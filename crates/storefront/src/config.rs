//! Storefront configuration loaded from environment variables.
//!
//! # Environment Variables
//!
//! ## Required
//! - `STOREFRONT_DATABASE_URL` - `PostgreSQL` connection string
//! - `STOREFRONT_BASE_URL` - Public URL for the storefront
//! - `STOREFRONT_SESSION_SECRET` - Session signing secret (min 32 chars, high entropy)
//! - `CATALOG_API_URL` - Base URL of the hosted catalog content API
//! - `RAZORPAY_KEY_ID` - Razorpay API key id
//! - `RAZORPAY_KEY_SECRET` - Razorpay API key secret (signs payment confirmations)
//! - `PHONEPE_MERCHANT_ID` - PhonePe merchant id
//! - `PHONEPE_SALT_KEY` - PhonePe checksum salt key
//! - `SMTP_HOST` / `SMTP_USERNAME` / `SMTP_PASSWORD` / `EMAIL_FROM_ADDRESS` - SMTP relay
//!
//! ## Optional
//! - `STOREFRONT_HOST` - Bind address (default: 127.0.0.1)
//! - `STOREFRONT_PORT` - Listen port (default: 3000)
//! - `CATALOG_API_TOKEN` - Read token for the catalog API
//! - `PHONEPE_SALT_INDEX` - Checksum salt index (default: 1)
//! - `SMTP_PORT` - SMTP relay port (default: 587)
//! - `CONTENT_WEBHOOK_SECRET` - Shared secret for the catalog webhook
//! - `SENTRY_DSN` - Sentry error tracking DSN

use std::collections::HashMap;
use std::net::{IpAddr, SocketAddr};

use secrecy::{ExposeSecret, SecretString};
use thiserror::Error;

const MIN_SESSION_SECRET_LENGTH: usize = 32;
const MIN_ENTROPY_BITS_PER_CHAR: f64 = 3.3;

/// Blocklist of common placeholder patterns (case-insensitive)
const PLACEHOLDER_PATTERNS: &[&str] = &[
    "your-",
    "changeme",
    "replace",
    "placeholder",
    "example",
    "secret",
    "password",
    "xxx",
    "todo",
    "fixme",
    "insert",
    "enter-",
    "put-your",
    "add-your",
];

/// Configuration errors that can occur during loading.
#[derive(Debug, Error)]
pub enum ConfigError {
    #[error("Missing environment variable: {0}")]
    MissingEnvVar(String),
    #[error("Invalid environment variable {0}: {1}")]
    InvalidEnvVar(String, String),
    #[error("Insecure secret in {0}: {1}")]
    InsecureSecret(String, String),
}

/// Storefront application configuration.
#[derive(Debug, Clone)]
pub struct StorefrontConfig {
    /// `PostgreSQL` database connection URL (contains password)
    pub database_url: SecretString,
    /// IP address to bind the server to
    pub host: IpAddr,
    /// Port to listen on
    pub port: u16,
    /// Public base URL for the storefront
    pub base_url: String,
    /// Session signing secret
    pub session_secret: SecretString,
    /// Hosted catalog content API configuration
    pub catalog: CatalogConfig,
    /// Razorpay gateway configuration
    pub razorpay: RazorpayConfig,
    /// PhonePe gateway configuration
    pub phonepe: PhonepeConfig,
    /// SMTP configuration for order-confirmation email
    pub email: EmailConfig,
    /// Shared secret expected on catalog webhook deliveries
    pub webhook_secret: Option<SecretString>,
    /// Sentry DSN for error tracking
    pub sentry_dsn: Option<String>,
    /// Sentry environment label
    pub sentry_environment: Option<String>,
}

/// Hosted catalog content API configuration.
///
/// Implements `Debug` manually to redact the read token.
#[derive(Clone)]
pub struct CatalogConfig {
    /// Base URL of the content API (e.g., <https://content.marigoldlane.in>)
    pub base_url: String,
    /// Dataset name within the content API
    pub dataset: String,
    /// Read token, if the dataset is private
    pub api_token: Option<SecretString>,
}

impl std::fmt::Debug for CatalogConfig {
    fn fmt(&self, f: &mut std::fmt::Formatter<'_>) -> std::fmt::Result {
        f.debug_struct("CatalogConfig")
            .field("base_url", &self.base_url)
            .field("dataset", &self.dataset)
            .field("api_token", &self.api_token.as_ref().map(|_| "[REDACTED]"))
            .finish()
    }
}

/// Razorpay gateway configuration.
///
/// Implements `Debug` manually to redact the key secret.
#[derive(Clone)]
pub struct RazorpayConfig {
    /// API key id (safe to expose in the browser checkout widget)
    pub key_id: String,
    /// API key secret; also the HMAC key for payment verification
    pub key_secret: SecretString,
}

impl std::fmt::Debug for RazorpayConfig {
    fn fmt(&self, f: &mut std::fmt::Formatter<'_>) -> std::fmt::Result {
        f.debug_struct("RazorpayConfig")
            .field("key_id", &self.key_id)
            .field("key_secret", &"[REDACTED]")
            .finish()
    }
}

/// PhonePe gateway configuration.
///
/// Implements `Debug` manually to redact the salt key.
#[derive(Clone)]
pub struct PhonepeConfig {
    /// Merchant id assigned by PhonePe
    pub merchant_id: String,
    /// Checksum salt key
    pub salt_key: SecretString,
    /// Checksum salt index
    pub salt_index: u8,
}

impl std::fmt::Debug for PhonepeConfig {
    fn fmt(&self, f: &mut std::fmt::Formatter<'_>) -> std::fmt::Result {
        f.debug_struct("PhonepeConfig")
            .field("merchant_id", &self.merchant_id)
            .field("salt_key", &"[REDACTED]")
            .field("salt_index", &self.salt_index)
            .finish()
    }
}

/// SMTP configuration for transactional email.
///
/// Implements `Debug` manually to redact the password.
#[derive(Clone)]
pub struct EmailConfig {
    /// SMTP relay hostname
    pub smtp_host: String,
    /// SMTP relay port
    pub smtp_port: u16,
    /// SMTP username
    pub smtp_username: String,
    /// SMTP password
    pub smtp_password: SecretString,
    /// From address on outgoing mail
    pub from_address: String,
}

impl std::fmt::Debug for EmailConfig {
    fn fmt(&self, f: &mut std::fmt::Formatter<'_>) -> std::fmt::Result {
        f.debug_struct("EmailConfig")
            .field("smtp_host", &self.smtp_host)
            .field("smtp_port", &self.smtp_port)
            .field("smtp_username", &self.smtp_username)
            .field("smtp_password", &"[REDACTED]")
            .field("from_address", &self.from_address)
            .finish()
    }
}

impl StorefrontConfig {
    /// Load configuration from environment variables.
    ///
    /// Calls `dotenvy::dotenv()` to load from `.env` file if present.
    ///
    /// # Errors
    ///
    /// Returns `ConfigError` if required variables are missing, invalid, or
    /// if secrets fail validation (placeholder detection, entropy check).
    pub fn from_env() -> Result<Self, ConfigError> {
        // Load .env file if present (ignore errors if not found)
        let _ = dotenvy::dotenv();

        let database_url = get_database_url("STOREFRONT_DATABASE_URL")?;
        let host = get_env_or_default("STOREFRONT_HOST", "127.0.0.1")
            .parse::<IpAddr>()
            .map_err(|e| {
                ConfigError::InvalidEnvVar("STOREFRONT_HOST".to_string(), e.to_string())
            })?;
        let port = get_env_or_default("STOREFRONT_PORT", "3000")
            .parse::<u16>()
            .map_err(|e| {
                ConfigError::InvalidEnvVar("STOREFRONT_PORT".to_string(), e.to_string())
            })?;
        let base_url = get_required_env("STOREFRONT_BASE_URL")?;
        let session_secret = get_validated_secret("STOREFRONT_SESSION_SECRET")?;
        validate_session_secret(&session_secret, "STOREFRONT_SESSION_SECRET")?;

        let catalog = CatalogConfig::from_env()?;
        let razorpay = RazorpayConfig::from_env()?;
        let phonepe = PhonepeConfig::from_env()?;
        let email = EmailConfig::from_env()?;
        let webhook_secret = get_optional_env("CONTENT_WEBHOOK_SECRET").map(SecretString::from);
        let sentry_dsn = get_optional_env("SENTRY_DSN");
        let sentry_environment = get_optional_env("SENTRY_ENVIRONMENT");

        Ok(Self {
            database_url,
            host,
            port,
            base_url,
            session_secret,
            catalog,
            razorpay,
            phonepe,
            email,
            webhook_secret,
            sentry_dsn,
            sentry_environment,
        })
    }

    /// Returns the socket address for binding the server.
    #[must_use]
    pub const fn socket_addr(&self) -> SocketAddr {
        SocketAddr::new(self.host, self.port)
    }
}

impl CatalogConfig {
    fn from_env() -> Result<Self, ConfigError> {
        Ok(Self {
            base_url: get_required_env("CATALOG_API_URL")?,
            dataset: get_env_or_default("CATALOG_DATASET", "production"),
            api_token: get_optional_env("CATALOG_API_TOKEN").map(SecretString::from),
        })
    }
}

impl RazorpayConfig {
    fn from_env() -> Result<Self, ConfigError> {
        Ok(Self {
            key_id: get_required_env("RAZORPAY_KEY_ID")?,
            key_secret: get_validated_secret("RAZORPAY_KEY_SECRET")?,
        })
    }
}

impl PhonepeConfig {
    fn from_env() -> Result<Self, ConfigError> {
        let salt_index = get_env_or_default("PHONEPE_SALT_INDEX", "1")
            .parse::<u8>()
            .map_err(|e| {
                ConfigError::InvalidEnvVar("PHONEPE_SALT_INDEX".to_string(), e.to_string())
            })?;
        Ok(Self {
            merchant_id: get_required_env("PHONEPE_MERCHANT_ID")?,
            salt_key: get_validated_secret("PHONEPE_SALT_KEY")?,
            salt_index,
        })
    }
}

impl EmailConfig {
    fn from_env() -> Result<Self, ConfigError> {
        let smtp_port = get_env_or_default("SMTP_PORT", "587")
            .parse::<u16>()
            .map_err(|e| ConfigError::InvalidEnvVar("SMTP_PORT".to_string(), e.to_string()))?;
        Ok(Self {
            smtp_host: get_required_env("SMTP_HOST")?,
            smtp_port,
            smtp_username: get_required_env("SMTP_USERNAME")?,
            smtp_password: get_required_secret("SMTP_PASSWORD")?,
            from_address: get_required_env("EMAIL_FROM_ADDRESS")?,
        })
    }
}

// =============================================================================
// Helper Functions
// =============================================================================

/// Get a required environment variable.
fn get_required_env(key: &str) -> Result<String, ConfigError> {
    std::env::var(key).map_err(|_| ConfigError::MissingEnvVar(key.to_string()))
}

/// Get a required environment variable as a secret.
fn get_required_secret(key: &str) -> Result<SecretString, ConfigError> {
    let value = get_required_env(key)?;
    Ok(SecretString::from(value))
}

/// Get database URL with fallback to generic `DATABASE_URL` (used by Fly.io postgres attach).
fn get_database_url(primary_key: &str) -> Result<SecretString, ConfigError> {
    // Try primary key first (e.g., STOREFRONT_DATABASE_URL)
    if let Ok(value) = std::env::var(primary_key) {
        return Ok(SecretString::from(value));
    }
    // Fallback to generic DATABASE_URL (set by Fly.io postgres attach)
    if let Ok(value) = std::env::var("DATABASE_URL") {
        return Ok(SecretString::from(value));
    }
    Err(ConfigError::MissingEnvVar(primary_key.to_string()))
}

/// Get an optional environment variable.
fn get_optional_env(key: &str) -> Option<String> {
    std::env::var(key).ok()
}

/// Get an environment variable with a default value.
fn get_env_or_default(key: &str, default: &str) -> String {
    std::env::var(key).unwrap_or_else(|_| default.to_string())
}

/// Validate that a session secret meets minimum length requirements.
fn validate_session_secret(secret: &SecretString, var_name: &str) -> Result<(), ConfigError> {
    let value = secret.expose_secret();
    if value.len() < MIN_SESSION_SECRET_LENGTH {
        return Err(ConfigError::InsecureSecret(
            var_name.to_string(),
            format!(
                "must be at least {} characters (got {})",
                MIN_SESSION_SECRET_LENGTH,
                value.len()
            ),
        ));
    }
    Ok(())
}

/// Calculate Shannon entropy in bits per character.
fn shannon_entropy(s: &str) -> f64 {
    if s.is_empty() {
        return 0.0;
    }

    let mut freq: HashMap<char, usize> = HashMap::new();
    for c in s.chars() {
        *freq.entry(c).or_insert(0) += 1;
    }

    #[allow(clippy::cast_precision_loss)] // String length will never exceed f64 precision
    let len = s.len() as f64;
    freq.values()
        .map(|&count| {
            #[allow(clippy::cast_precision_loss)] // Character count will never exceed f64 precision
            let p = count as f64 / len;
            -p * p.log2()
        })
        .sum()
}

/// Validate that a secret is not a placeholder and has sufficient entropy.
fn validate_secret_strength(secret: &str, var_name: &str) -> Result<(), ConfigError> {
    let lower = secret.to_lowercase();

    // Check blocklist
    for pattern in PLACEHOLDER_PATTERNS {
        if lower.contains(pattern) {
            return Err(ConfigError::InsecureSecret(
                var_name.to_string(),
                format!("appears to be a placeholder (contains '{pattern}')"),
            ));
        }
    }

    // Check entropy (real secrets like API keys have high entropy)
    let entropy = shannon_entropy(secret);
    if entropy < MIN_ENTROPY_BITS_PER_CHAR {
        return Err(ConfigError::InsecureSecret(
            var_name.to_string(),
            format!(
                "entropy too low ({entropy:.2} bits/char, need >= {MIN_ENTROPY_BITS_PER_CHAR:.1}). Use a randomly generated secret."
            ),
        ));
    }

    Ok(())
}

/// Load and validate a secret from environment.
fn get_validated_secret(key: &str) -> Result<SecretString, ConfigError> {
    let value = get_required_env(key)?;
    validate_secret_strength(&value, key)?;
    Ok(SecretString::from(value))
}

#[cfg(test)]
#[allow(clippy::unwrap_used)]
mod tests {
    use super::*;

    #[test]
    fn placeholder_secrets_are_rejected() {
        let err = validate_secret_strength("changeme-please-1234", "TEST_SECRET");
        assert!(matches!(err, Err(ConfigError::InsecureSecret(_, _))));
    }

    #[test]
    fn low_entropy_secrets_are_rejected() {
        let err = validate_secret_strength("aaaaaaaaaaaaaaaaaaaaaaaaaaaaaaaa", "TEST_SECRET");
        assert!(matches!(err, Err(ConfigError::InsecureSecret(_, _))));
    }

    #[test]
    fn random_secrets_pass_validation() {
        assert!(validate_secret_strength("kJ8#mP2$vL9@qR4!wT6^xZ1&bN3*fD5%", "TEST_SECRET").is_ok());
    }

    #[test]
    fn short_session_secrets_are_rejected() {
        let secret = SecretString::from("short");
        assert!(validate_session_secret(&secret, "TEST_SECRET").is_err());
    }
}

------------------------------------

WHAT YOU ARE ASKED TO DO:
The expected output is exactly the lines of the listing above between the line holding "file if present." and the line holding "pub fn from_env()", inclusive.

RESPONSE BOX:
    /// Calls `dotenvy::dotenv()` to load from `.env` file if present.
    ///
    /// # Errors
    ///
    /// Returns `ConfigError` if required variables are missing, invalid, or
    /// if secrets fail validation (placeholder detection, entropy check).
    pub fn from_env() -> Result<Self, ConfigError> {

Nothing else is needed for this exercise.